- Exercise
Stop after the line with "#[derive(Debug, Clone, Serialize, Deserialize, sqlx::FromRow)]"; until then, please copy every line of the records word for word from the first.

- Dataset entries
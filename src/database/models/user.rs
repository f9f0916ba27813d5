use chrono::{DateTime, Utc};
use serde::{Deserialize, Serialize};
use uuid::Uuid;

/// Slice of the user directory the salary engine consumes. Nurses carry a
/// facility-issued `nurse_id` string distinct from their numeric/UUID user id.
#[derive(Debug, Clone, Serialize, Deserialize, sqlx::FromRow)]
#[serde(rename_all = "camelCase")]
pub struct User {
    pub id: Uuid,
    pub email: String,
    pub name: String,
    pub role: UserRole,
    pub nurse_id: Option<String>,
    pub created_at: DateTime<Utc>,
    pub updated_at: DateTime<Utc>,
}

#[derive(Debug, Clone, Serialize, Deserialize, PartialEq)]
#[serde(rename_all = "lowercase")]
pub enum UserRole {
    Admin,
    Manager,
    Nurse,
}

impl std::fmt::Display for UserRole {
    fn fmt(&self, f: &mut std::fmt::Formatter<'_>) -> std::fmt::Result {
        match self {
            UserRole::Admin => write!(f, "admin"),
            UserRole::Manager => write!(f, "manager"),
            UserRole::Nurse => write!(f, "nurse"),
        }
    }
}

impl std::str::FromStr for UserRole {
    type Err = String;

    fn from_str(s: &str) -> Result<Self, Self::Err> {
        match s.to_lowercase().as_str() {
            "admin" => Ok(UserRole::Admin),
            "manager" => Ok(UserRole::Manager),
            "nurse" => Ok(UserRole::Nurse),
            _ => Err(format!("Invalid user role: {}", s)),
        }
    }
}

impl sqlx::Type<sqlx::Postgres> for UserRole {
    fn type_info() -> sqlx::postgres::PgTypeInfo {
        <String as sqlx::Type<sqlx::Postgres>>::type_info()
    }
}

impl<'q> sqlx::Encode<'q, sqlx::Postgres> for UserRole {
    fn encode_by_ref(
        &self,
        buf: &mut sqlx::postgres::PgArgumentBuffer,
    ) -> Result<sqlx::encode::IsNull, sqlx::error::BoxDynError> {
        let s = self.to_string();
        <String as sqlx::Encode<'q, sqlx::Postgres>>::encode_by_ref(&s, buf)
    }
}

impl<'r> sqlx::Decode<'r, sqlx::Postgres> for UserRole {
    fn decode(value: sqlx::postgres::PgValueRef<'r>) -> Result<Self, sqlx::error::BoxDynError> {
        let s = <String as sqlx::Decode<sqlx::Postgres>>::decode(value)?;
        s.parse::<UserRole>().map_err(|e| e.into())
    }
}

impl Default for UserRole {
    fn default() -> Self {
        UserRole::Nurse
    }
}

- Output of the task
filename src/database/models/user.rs
repository f9f0916ba27813d5
use chrono::{DateTime, Utc};
use serde::{Deserialize, Serialize};
use uuid::Uuid;

/// Slice of the user directory the salary engine consumes. Nurses carry a
/// facility-issued `nurse_id` string distinct from their numeric/UUID user id.
#[derive(Debug, Clone, Serialize, Deserialize, sqlx::FromRow)]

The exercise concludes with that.